One option is that the ISP simply block runt frames which will kill any games using very small frames. Then beg the game guys to intentionally pad their packets. Of course, chat programs that transmit every character as they're typed will fail as well.
Another option is to optimize the OS kernel for packet processing runt frames... if they can be processed at all. There's a chance the packet forwarding microcode doesn't have a proper mechanism for this. It may demand each packet is handled independently. If this is the case, then without replacing the chip, there may be no answer. Of course, recoding the OS, writing a split core kernel which would allow one core to run the management OS and the other core to run a packet processor can improve performance and provide deterministic forwarding, it would still have high latency. But at least it would be reliable.
Finally, the real solution, recall the products. The issue with this is that the cost of fixing a device that is this cheap with such a small margin is more expensive than just making a new one. That said, if Intel has to sponsor a recall of every single device shipped with these chips, it could mean billions lost.
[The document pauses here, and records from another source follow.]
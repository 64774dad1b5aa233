use std::collections::HashMap;
use std::fs;
use std::path::{Path, PathBuf};
use std::sync::Mutex;

use chrono::{SecondsFormat, Utc};
use serde::de::DeserializeOwned;
use serde::{Deserialize, Serialize};
use tracing::{debug, warn};

use crate::error::StorageError;
use crate::schemas::{generate_id, HostPaymentMethod, Item, Person, PersonId, Session};
use crate::settlement::{BillSummary, Ledger};

pub const PEOPLE_KEY: &str = "billSplitter_people";
pub const ITEMS_KEY: &str = "billSplitter_foods";
pub const HOST_ID_KEY: &str = "billSplitter_hostId";
pub const PAYMENT_METHOD_KEY: &str = "billSplitter_hostPaymentMethod";
pub const FIRST_TIME_KEY: &str = "billSplitter_firstTime";

type Result<T> = std::result::Result<T, StorageError>;

/// One entry of a batch write.
#[derive(Clone, Debug, PartialEq)]
pub enum Change<'a> {
    Set(&'a str, String),
    Remove(&'a str),
}

/// String keys to JSON text, the way browser local storage holds them.
/// A batch passed to `apply` lands completely or not at all.
pub trait KeyValueStore: Send + Sync {
    fn get(&self, key: &str) -> Result<Option<String>>;
    fn apply(&self, changes: Vec<Change<'_>>) -> Result<()>;

    fn set(&self, key: &str, value: String) -> Result<()> {
        self.apply(vec![Change::Set(key, value)])
    }
}

fn apply_changes(entries: &mut HashMap<String, String>, changes: Vec<Change<'_>>) {
    for change in changes {
        match change {
            Change::Set(key, value) => {
                entries.insert(key.to_string(), value);
            }
            Change::Remove(key) => {
                entries.remove(key);
            }
        }
    }
}

#[derive(Debug, Default)]
pub struct MemoryStore {
    entries: Mutex<HashMap<String, String>>,
}

impl MemoryStore {
    pub fn new() -> Self {
        Self::default()
    }
}

impl KeyValueStore for MemoryStore {
    fn get(&self, key: &str) -> Result<Option<String>> {
        let entries = self.entries.lock().unwrap_or_else(|e| e.into_inner());
        Ok(entries.get(key).cloned())
    }

    fn apply(&self, changes: Vec<Change<'_>>) -> Result<()> {
        let mut entries = self.entries.lock().unwrap_or_else(|e| e.into_inner());
        apply_changes(&mut entries, changes);
        Ok(())
    }
}

/// All keys live in one JSON object file. Every write replaces the file
/// through a sibling temp file and a rename.
#[derive(Debug)]
pub struct FileStore {
    path: PathBuf,
    lock: Mutex<()>,
}

impl FileStore {
    pub fn new(path: impl Into<PathBuf>) -> Self {
        FileStore {
            path: path.into(),
            lock: Mutex::new(()),
        }
    }

    pub fn path(&self) -> &Path {
        &self.path
    }

    fn read_all(&self) -> Result<HashMap<String, String>> {
        match fs::read_to_string(&self.path) {
            Ok(text) if text.trim().is_empty() => Ok(HashMap::new()),
            Ok(text) => serde_json::from_str(&text).map_err(|source| StorageError::Corrupt {
                key: self.path.display().to_string(),
                source,
            }),
            Err(err) if err.kind() == std::io::ErrorKind::NotFound => Ok(HashMap::new()),
            Err(err) => Err(err.into()),
        }
    }

    fn write_all(&self, entries: &HashMap<String, String>) -> Result<()> {
        let text = serde_json::to_string_pretty(entries)?;
        let mut tmp = self.path.clone().into_os_string();
        tmp.push(".tmp");
        fs::write(&tmp, text)?;
        fs::rename(&tmp, &self.path)?;
        debug!(path = %self.path.display(), keys = entries.len(), "store written");
        Ok(())
    }
}

impl KeyValueStore for FileStore {
    fn get(&self, key: &str) -> Result<Option<String>> {
        let _guard = self.lock.lock().unwrap_or_else(|e| e.into_inner());
        Ok(self.read_all()?.remove(key))
    }

    /// Reads the file once, applies the whole batch and writes it back with a
    /// single rename.
    fn apply(&self, changes: Vec<Change<'_>>) -> Result<()> {
        let _guard = self.lock.lock().unwrap_or_else(|e| e.into_inner());
        let mut entries = self.read_all()?;
        apply_changes(&mut entries, changes);
        self.write_all(&entries)
    }
}

fn read_key<T: DeserializeOwned>(store: &dyn KeyValueStore, key: &str) -> Result<Option<T>> {
    match store.get(key)? {
        Some(text) => serde_json::from_str(&text)
            .map(Some)
            .map_err(|source| StorageError::Corrupt {
                key: key.to_string(),
                source,
            }),
        None => Ok(None),
    }
}

fn encode<T: Serialize + ?Sized>(value: &T) -> Result<String> {
    Ok(serde_json::to_string(value)?)
}

/// Reads the whole session. Missing keys fall back to the defaults of a
/// fresh session.
pub fn load_session(store: &dyn KeyValueStore) -> Result<Session> {
    let defaults = Session::default();
    let session = Session {
        people: read_key(store, PEOPLE_KEY)?.unwrap_or(defaults.people),
        items: read_key(store, ITEMS_KEY)?.unwrap_or(defaults.items),
        host_id: read_key::<Option<PersonId>>(store, HOST_ID_KEY)?.flatten(),
        host_payment_method: read_key(store, PAYMENT_METHOD_KEY)?
            .unwrap_or(defaults.host_payment_method),
        first_time: read_key(store, FIRST_TIME_KEY)?.unwrap_or(defaults.first_time),
    };
    if session.items.iter().any(|item| item.participants.is_empty()) {
        warn!("stored session has items without participants");
    }
    Ok(session)
}

/// Writes the whole session as one batch. An absent host drops its key.
pub fn save_session(store: &dyn KeyValueStore, session: &Session) -> Result<()> {
    let host = match &session.host_id {
        Some(id) => Change::Set(HOST_ID_KEY, encode(id)?),
        None => Change::Remove(HOST_ID_KEY),
    };
    store.apply(vec![
        Change::Set(PEOPLE_KEY, encode(&session.people)?),
        Change::Set(ITEMS_KEY, encode(&session.items)?),
        host,
        Change::Set(PAYMENT_METHOD_KEY, encode(&session.host_payment_method)?),
        Change::Set(FIRST_TIME_KEY, encode(&session.first_time)?),
    ])
}

/// A frozen copy of the session handed out through a share link.
#[derive(Clone, Debug, PartialEq, Deserialize, Serialize)]
#[serde(rename_all = "camelCase")]
pub struct Party {
    pub id: String,
    pub people: Vec<Person>,
    pub items: Vec<Item>,
    pub host_id: Option<PersonId>,
    pub bill_summary: BillSummary,
    pub created_at: String,
    #[serde(default)]
    pub host_payment_method: HostPaymentMethod,
}

fn party_key(id: &str) -> String {
    format!("party_{id}")
}

pub fn save_party(store: &dyn KeyValueStore, session: &Session) -> Result<Party> {
    let party = Party {
        id: generate_id(),
        people: session.people.clone(),
        items: session.items.clone(),
        host_id: session.host_id.clone(),
        bill_summary: Ledger::new(&session.people, &session.items).bill_summary(),
        created_at: Utc::now().to_rfc3339_opts(SecondsFormat::Millis, true),
        host_payment_method: session.host_payment_method.clone(),
    };
    store.set(&party_key(&party.id), encode(&party)?)?;
    debug!(party_id = %party.id, "party snapshot stored");
    Ok(party)
}

pub fn load_party(store: &dyn KeyValueStore, id: &str) -> Result<Option<Party>> {
    read_key(store, &party_key(id))
}

#[cfg(test)]
mod tests {
    use super::*;
    use crate::schemas::PaymentType;

    fn sample_session() -> Session {
        let mut session = Session::default();
        let alice = session.add_person("Alice").unwrap();
        let bob = session.add_person("Bob").unwrap();
        session
            .add_item(&crate::session::ItemInput {
                name: "Coffee".into(),
                price: 90.0,
                participants: vec![alice.id.clone(), bob.id.clone()],
                paid_by: Some(alice.id.clone()),
            })
            .unwrap();
        session.set_host(Some(alice.id.as_str())).unwrap();
        session.set_payment_method(HostPaymentMethod {
            kind: PaymentType::Promptpay,
            image: None,
            details: "081-234-5678".into(),
        });
        session
    }

    #[test]
    fn empty_store_loads_fresh_session() {
        let store = MemoryStore::new();
        assert_eq!(load_session(&store).unwrap(), Session::default());
    }

    #[test]
    fn session_survives_save_and_load() {
        let store = MemoryStore::new();
        let session = sample_session();
        save_session(&store, &session).unwrap();
        assert_eq!(load_session(&store).unwrap(), session);
    }

    #[test]
    fn reads_blobs_written_by_the_browser_app() {
        let store = MemoryStore::new();
        store
            .set(PEOPLE_KEY, r#"[{"id":"lx1","name":"Alice"}]"#.into())
            .unwrap();
        store
            .set(
                ITEMS_KEY,
                r#"[{"id":"f1","name":"Tea","price":40,"participants":["lx1"]}]"#.into(),
            )
            .unwrap();
        store.set(HOST_ID_KEY, "null".into()).unwrap();

        let session = load_session(&store).unwrap();
        assert_eq!(session.people[0].name, "Alice");
        assert_eq!(session.items[0].price, 40.0);
        assert_eq!(session.host_id, None);
        assert_eq!(session.host_payment_method, HostPaymentMethod::default());
        assert!(session.first_time);
    }

    #[test]
    fn corrupt_value_names_the_key() {
        let store = MemoryStore::new();
        store.set(ITEMS_KEY, "{not json".into()).unwrap();
        match load_session(&store) {
            Err(StorageError::Corrupt { key, .. }) => assert_eq!(key, ITEMS_KEY),
            other => panic!("expected corrupt error, got {other:?}"),
        }
    }

    #[test]
    fn file_store_persists_across_instances() {
        let dir = tempfile::tempdir().unwrap();
        let path = dir.path().join("state.json");
        let session = sample_session();

        save_session(&FileStore::new(&path), &session).unwrap();
        let reopened = FileStore::new(&path);
        assert_eq!(load_session(&reopened).unwrap(), session);

        assert!(!dir.path().join("state.json.tmp").exists());
    }

    #[test]
    fn clearing_the_host_drops_its_key() {
        let store = MemoryStore::new();
        let mut session = sample_session();
        save_session(&store, &session).unwrap();
        assert!(store.get(HOST_ID_KEY).unwrap().is_some());

        session.set_host(None).unwrap();
        save_session(&store, &session).unwrap();
        assert_eq!(store.get(HOST_ID_KEY).unwrap(), None);
        assert_eq!(load_session(&store).unwrap().host_id, None);
    }

    #[derive(Default)]
    struct CountingStore {
        inner: MemoryStore,
        batches: Mutex<Vec<usize>>,
    }

    impl KeyValueStore for CountingStore {
        fn get(&self, key: &str) -> Result<Option<String>> {
            self.inner.get(key)
        }

        fn apply(&self, changes: Vec<Change<'_>>) -> Result<()> {
            self.batches.lock().unwrap().push(changes.len());
            self.inner.apply(changes)
        }
    }

    #[test]
    fn session_is_saved_in_a_single_batch() {
        let store = CountingStore::default();
        save_session(&store, &sample_session()).unwrap();
        assert_eq!(*store.batches.lock().unwrap(), vec![5]);
    }

    #[test]
    fn failed_file_batch_leaves_file_untouched() {
        let dir = tempfile::tempdir().unwrap();
        let path = dir.path().join("state.json");
        fs::write(&path, "{broken").unwrap();

        let result = save_session(&FileStore::new(&path), &sample_session());
        assert!(matches!(result, Err(StorageError::Corrupt { .. })));
        assert_eq!(fs::read_to_string(&path).unwrap(), "{broken");
    }

    #[test]
    fn missing_file_reads_as_empty() {
        let dir = tempfile::tempdir().unwrap();
        let store = FileStore::new(dir.path().join("absent.json"));
        assert_eq!(store.get(PEOPLE_KEY).unwrap(), None);
    }

    #[test]
    fn party_snapshot_round_trips() {
        let store = MemoryStore::new();
        let session = sample_session();
        let party = save_party(&store, &session).unwrap();
        assert_eq!(party.bill_summary.0.len(), 2);

        let loaded = load_party(&store, &party.id).unwrap().unwrap();
        assert_eq!(loaded, party);
        assert!(load_party(&store, "missing").unwrap().is_none());
    }
}
use std::env;
use std::path::PathBuf;

use crate::error::ConfigError;

const DEFAULT_HOST: &str = "127.0.0.1";
const DEFAULT_PORT: u16 = 8080;
const DEFAULT_DATA_FILE: &str = "one-and-done.json";

/// Where session data lives. `:memory:` keeps it for the process lifetime only.
#[derive(Clone, Debug, PartialEq)]
pub enum DataLocation {
    Memory,
    File(PathBuf),
}

#[derive(Clone, Debug, PartialEq)]
pub struct AppConfig {
    pub host: String,
    pub port: u16,
    pub data: DataLocation,
    pub allowed_origin: Option<String>,
}

impl AppConfig {
    pub fn from_env() -> Result<Self, ConfigError> {
        let _ = dotenvy::dotenv();
        Self::from_lookup(|name| env::var(name).ok())
    }

    fn from_lookup(lookup: impl Fn(&str) -> Option<String>) -> Result<Self, ConfigError> {
        let port = match lookup("ONEANDDONE_PORT") {
            Some(value) => value.trim().parse().map_err(|_| ConfigError::InvalidPort {
                name: "ONEANDDONE_PORT",
                value,
            })?,
            None => DEFAULT_PORT,
        };
        let data = match lookup("ONEANDDONE_DATA_FILE").as_deref() {
            Some(":memory:") => DataLocation::Memory,
            Some(path) if !path.trim().is_empty() => DataLocation::File(path.into()),
            _ => DataLocation::File(DEFAULT_DATA_FILE.into()),
        };
        Ok(AppConfig {
            host: lookup("ONEANDDONE_HOST").unwrap_or_else(|| DEFAULT_HOST.to_string()),
            port,
            data,
            allowed_origin: lookup("ONEANDDONE_ALLOWED_ORIGIN").filter(|o| !o.is_empty()),
        })
    }
}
So the best option may be, help the vendors make runt frame friendly devices. Then if a customer complains, send them a replacement free of charge. Then pay whatever class action suit comes up for $5-$50 million and be done with it. It might even be cheaper just to pay the class action and make you buy your own replacement.
I think Intel unfortunately is handling this the best they can. Bugs happen. And there has never been a cable modem chipset that didn't suffer one problem or another.
I think you'll find that it shouldn't be long before your service provider is in a position offer a new modem with a newer chip that doesn't have the problem. I'd imagine the delay now is quality control.